The younger sister underwent a biopsy at the level of the anterior axillary line. This showed minimal epidermal acanthosis, hyperpigmentation of the basal layer, and proliferation in the reticular dermis of multiple muscle fibers that showed no defined orientation and expressed smooth muscle actin (Fig. 3). Based on these findings, a diagnosis of SMH was established. The older sister's lesions were not biopsied as they appeared practically identical to those of her sister, caused no symptoms, and were located in a cosmetically sensitive location with a high probability of pathological scarring.

Figure 3.

Histological image of the biopsy performed on the 8-year-old patient. A, Multiple smooth muscle fibers (black arrows) are distributed with no defined orientation in the dermis, beneath a slightly acanthotic epidermis (hematoxylin–eosin, original magnification ×10). B, Fibers stained for smooth muscle actin.

(0.2MB).

Due to morphological overlap, in some cases SMH and Becker nevus (BN) are considered to represent 2 poles on the same spectrum of developmental disorders.2 In our patients, the diagnosis of SMH was based on the papular appearance and the abundance of muscle fibers in the dermis.
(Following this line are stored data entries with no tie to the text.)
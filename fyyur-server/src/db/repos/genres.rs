//! Genre repository and genre association helpers
//!
//! Genres are seeded reference data. Venues and artists link to them
//! through `venue_genres` / `artist_genres`; these helpers run on a
//! caller's connection so they join the caller's transaction.

use serde::Serialize;
use sqlx::{FromRow, SqliteConnection, SqlitePool};

use super::DbError;
use crate::models::ValidationError;

/// Genre record from database
#[derive(Debug, Clone, PartialEq, Eq, FromRow, Serialize)]
pub struct Genre {
    pub id: i64,
    pub name: String,
}

/// Which join table an association lives in.
#[derive(Debug, Clone, Copy, PartialEq, Eq)]
pub(crate) enum GenreOwner {
    Venue,
    Artist,
}

impl GenreOwner {
    // Only these literals are ever formatted into SQL.
    fn table(self) -> &'static str {
        match self {
            Self::Venue => "venue_genres",
            Self::Artist => "artist_genres",
        }
    }

    fn column(self) -> &'static str {
        match self {
            Self::Venue => "venue_id",
            Self::Artist => "artist_id",
        }
    }
}

/// Genre repository
pub struct GenreRepo<'a> {
    pool: &'a SqlitePool,
}

impl<'a> GenreRepo<'a> {
    pub fn new(pool: &'a SqlitePool) -> Self {
        Self { pool }
    }

    /// All genres, ordered by name.
    pub async fn list(&self) -> Result<Vec<Genre>, DbError> {
        let genres = sqlx::query_as::<_, Genre>("SELECT id, name FROM genres ORDER BY name")
            .fetch_all(self.pool)
            .await?;
        Ok(genres)
    }
}

/// Resolve genre names to ids (case-insensitive).
///
/// Fails with `ValidationError::UnknownGenre` for the first name that has
/// no row; nothing is created.
pub(crate) async fn resolve(
    conn: &mut SqliteConnection,
    names: &[String],
) -> Result<Vec<i64>, DbError> {
    let mut ids = Vec::with_capacity(names.len());

    for name in names {
        let id: Option<i64> = sqlx::query_scalar("SELECT id FROM genres WHERE name = ?")
            .bind(name)
            .fetch_optional(&mut *conn)
            .await?;

        match id {
            Some(id) if !ids.contains(&id) => ids.push(id),
            Some(_) => {}
            None => return Err(ValidationError::UnknownGenre { name: name.clone() }.into()),
        }
    }

    Ok(ids)
}

/// Replace the owner's whole genre set with `genre_ids`.
pub(crate) async fn replace(
    conn: &mut SqliteConnection,
    owner: GenreOwner,
    owner_id: i64,
    genre_ids: &[i64],
) -> Result<(), DbError> {
    let delete = format!("DELETE FROM {} WHERE {} = ?", owner.table(), owner.column());
    sqlx::query(&delete)
        .bind(owner_id)
        .execute(&mut *conn)
        .await?;

    let insert = format!(
        "INSERT INTO {} ({}, genre_id) VALUES (?, ?)",
        owner.table(),
        owner.column()
    );
    for genre_id in genre_ids {
        sqlx::query(&insert)
            .bind(owner_id)
            .bind(genre_id)
            .execute(&mut *conn)
            .await?;
    }

    Ok(())
}

/// Genre names linked to one owner, ordered by name.
pub(crate) async fn names_for(
    pool: &SqlitePool,
    owner: GenreOwner,
    owner_id: i64,
) -> Result<Vec<String>, DbError> {
    let sql = format!(
        r#"
        SELECT g.name
        FROM genres g
        JOIN {table} link ON link.genre_id = g.id
        WHERE link.{column} = ?
        ORDER BY g.name
        "#,
        table = owner.table(),
        column = owner.column()
    );

    let names = sqlx::query_scalar::<_, String>(&sql)
        .bind(owner_id)
        .fetch_all(pool)
        .await?;
    Ok(names)
}

#[cfg(test)]
mod tests {
    use super::*;
    use crate::db::create_memory_pool;

    #[tokio::test]
    async fn list_is_sorted() {
        let pool = create_memory_pool().await.unwrap();
        let genres = GenreRepo::new(&pool).list().await.unwrap();

        assert_eq!(genres.len(), 19);
        assert_eq!(genres[0].name, "Alternative");
        let mut names: Vec<_> = genres.iter().map(|g| g.name.clone()).collect();
        names.sort();
        assert_eq!(names, genres.iter().map(|g| g.name.clone()).collect::<Vec<_>>());
    }

    #[tokio::test]
    async fn resolve_is_case_insensitive_and_dedups() {
        let pool = create_memory_pool().await.unwrap();
        let mut conn = pool.acquire().await.unwrap();

        let ids = resolve(&mut conn, &["jazz".into(), "JAZZ".into(), "Folk".into()])
            .await
            .unwrap();
        assert_eq!(ids.len(), 2);
    }

    #[tokio::test]
    async fn resolve_rejects_unknown_name() {
        let pool = create_memory_pool().await.unwrap();
        let mut conn = pool.acquire().await.unwrap();

        let err = resolve(&mut conn, &["Jazz".into(), "Polka".into()])
            .await
            .unwrap_err();
        assert!(matches!(
            err,
            DbError::Validation(ValidationError::UnknownGenre { ref name }) if name == "Polka"
        ));
    }
}
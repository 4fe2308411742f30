//! Venue form validation

use serde::Serialize;

use super::fields::{
    genre_names, optional_link, optional_phone, optional_text, required_text, MAX_IMAGE_LINK_LEN,
    MAX_NAME_LEN, MAX_TEXT_LEN,
};
use super::ValidationError;

/// Raw venue submission, as read from the form.
#[derive(Debug, Clone, Default)]
pub struct VenueDraft {
    pub name: String,
    pub city: String,
    pub state: String,
    pub address: String,
    pub phone: Option<String>,
    pub image_link: Option<String>,
    pub facebook_link: Option<String>,
    pub website: Option<String>,
    pub seeking_talent: bool,
    pub seeking_description: Option<String>,
    pub genres: Vec<String>,
}

/// Validated venue fields, ready to be written.
#[derive(Debug, Clone, PartialEq, Eq, Serialize)]
pub struct VenueFields {
    pub name: String,
    pub city: String,
    pub state: String,
    pub address: String,
    pub phone: Option<String>,
    pub image_link: Option<String>,
    pub facebook_link: Option<String>,
    pub website: Option<String>,
    pub seeking_talent: bool,
    pub seeking_description: Option<String>,
    pub genres: Vec<String>,
}

impl VenueDraft {
    /// Validate every field, failing on the first offending one.
    ///
    /// Genre names are only normalized here; whether they exist is
    /// decided by the store.
    pub fn validate(self) -> Result<VenueFields, ValidationError> {
        Ok(VenueFields {
            name: required_text("name", &self.name, MAX_NAME_LEN)?,
            city: required_text("city", &self.city, MAX_TEXT_LEN)?,
            state: required_text("state", &self.state, MAX_TEXT_LEN)?,
            address: required_text("address", &self.address, MAX_TEXT_LEN)?,
            phone: optional_phone(self.phone.as_deref())?,
            image_link: optional_link("image_link", self.image_link.as_deref(), MAX_IMAGE_LINK_LEN)?,
            facebook_link: optional_link(
                "facebook_link",
                self.facebook_link.as_deref(),
                MAX_TEXT_LEN,
            )?,
            website: optional_link("website", self.website.as_deref(), MAX_TEXT_LEN)?,
            seeking_talent: self.seeking_talent,
            seeking_description: optional_text(
                "seeking_description",
                self.seeking_description.as_deref(),
                MAX_TEXT_LEN,
            )?,
            genres: genre_names(self.genres.iter().map(String::as_str)),
        })
    }
}
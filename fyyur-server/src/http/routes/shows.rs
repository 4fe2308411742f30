//! Show endpoints

use std::sync::Arc;

use axum::{
    extract::{Query, State},
    http::StatusCode,
    routing::get,
    Json, Router,
};
use chrono::{DateTime, Utc};
use serde::Serialize;

use super::Outcome;
use crate::db::repos::{ArtistRepo, ArtistSummary, ShowListing, ShowRepo, VenueChoice, VenueRepo};
use crate::http::error::ApiError;
use crate::http::extractors::FormFields;
use crate::http::server::AppState;
use crate::models::show::now;
use crate::models::{Paginated, Pagination, PaginationParams, ShowDraft};

/// What the create form needs
#[derive(Serialize)]
pub struct ShowForm {
    pub artists: Vec<ArtistSummary>,
    pub venues: Vec<VenueChoice>,
    pub default_start_time: DateTime<Utc>,
}

/// GET /shows - upcoming shows, earliest first
async fn list_shows(
    State(state): State<Arc<AppState>>,
    Query(params): Query<PaginationParams>,
) -> Result<Json<Paginated<ShowListing>>, ApiError> {
    let page = Pagination::from(params);
    Ok(Json(ShowRepo::new(&state.pool).list_upcoming(now(), page).await?))
}

/// GET /shows/create
async fn create_show_form(State(state): State<Arc<AppState>>) -> Result<Json<ShowForm>, ApiError> {
    let artists = ArtistRepo::new(&state.pool).choices().await?;
    let venues = VenueRepo::new(&state.pool).choices().await?;

    Ok(Json(ShowForm {
        artists,
        venues,
        default_start_time: now(),
    }))
}

/// POST /shows/create
async fn create_show(
    State(state): State<Arc<AppState>>,
    form: FormFields,
) -> Result<(StatusCode, Json<Outcome>), ApiError> {
    const FAILED: &str = "An error occurred. Show could not be listed.";

    let new_show = ShowDraft::from(&form)
        .validate()
        .map_err(|e| ApiError::from(e).during(FAILED))?;
    let show = ShowRepo::new(&state.pool)
        .create(&new_show)
        .await
        .map_err(|e| ApiError::from(e).during(FAILED))?;

    Ok((
        StatusCode::CREATED,
        Json(Outcome::new(show.id, "Show was successfully listed!")),
    ))
}

/// Show routes
pub fn router() -> Router<Arc<AppState>> {
    Router::new()
        .route("/shows", get(list_shows))
        .route("/shows/create", get(create_show_form).post(create_show))
}
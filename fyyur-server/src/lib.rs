//! fyyur-server: venues, artists, and the shows that link them
//!
//! - `models`: form drafts and their validation
//! - `db`: SQLite pool, schema, and repositories
//! - `http`: Axum routes, extractors, and JSON errors

pub mod db;
pub mod http;
pub mod models;

pub use db::{create_memory_pool, create_pool, create_pool_with_options, DbError};
pub use http::{build_router, run_server, ApiError, AppState, ServerConfig, ServerError};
BN is caused by postzygotic mutations in the β-actin gene (ACTB) that are detected only in dermal smooth muscle fibers.3 These mutations are lethal when expressed in the germ line, and are therefore not heritable.4 Mutations in the same ACTB gene have recently been described in SMH.5

Two other cases of SMH have been described in siblings, in which, curiously, the location of the lesions also coincided, as in our patients.6,7 Several cases of BN have also been published in various members of the same family (familial BN).8–11 Although paradominance has been proposed to explain these cases, the discovery in BN of these mutations, which are dominant and lethal when they occur in the germ line, rules out this mechanism.4 Although coincidence cannot be ruled out, the manner in which the clinical presentation is replicated between parents and children and between siblings is indeed striking.

In conclusion, we describe the cases of 2 sisters with SMH with coinciding lesions. As also described for other familial cases of hamartoma, coincidence of the same lesion in the same site is unusual, and challenges current understanding of genetic mosaicism.

Conflicts of Interest

The authors declare that they have no conflicts of interest.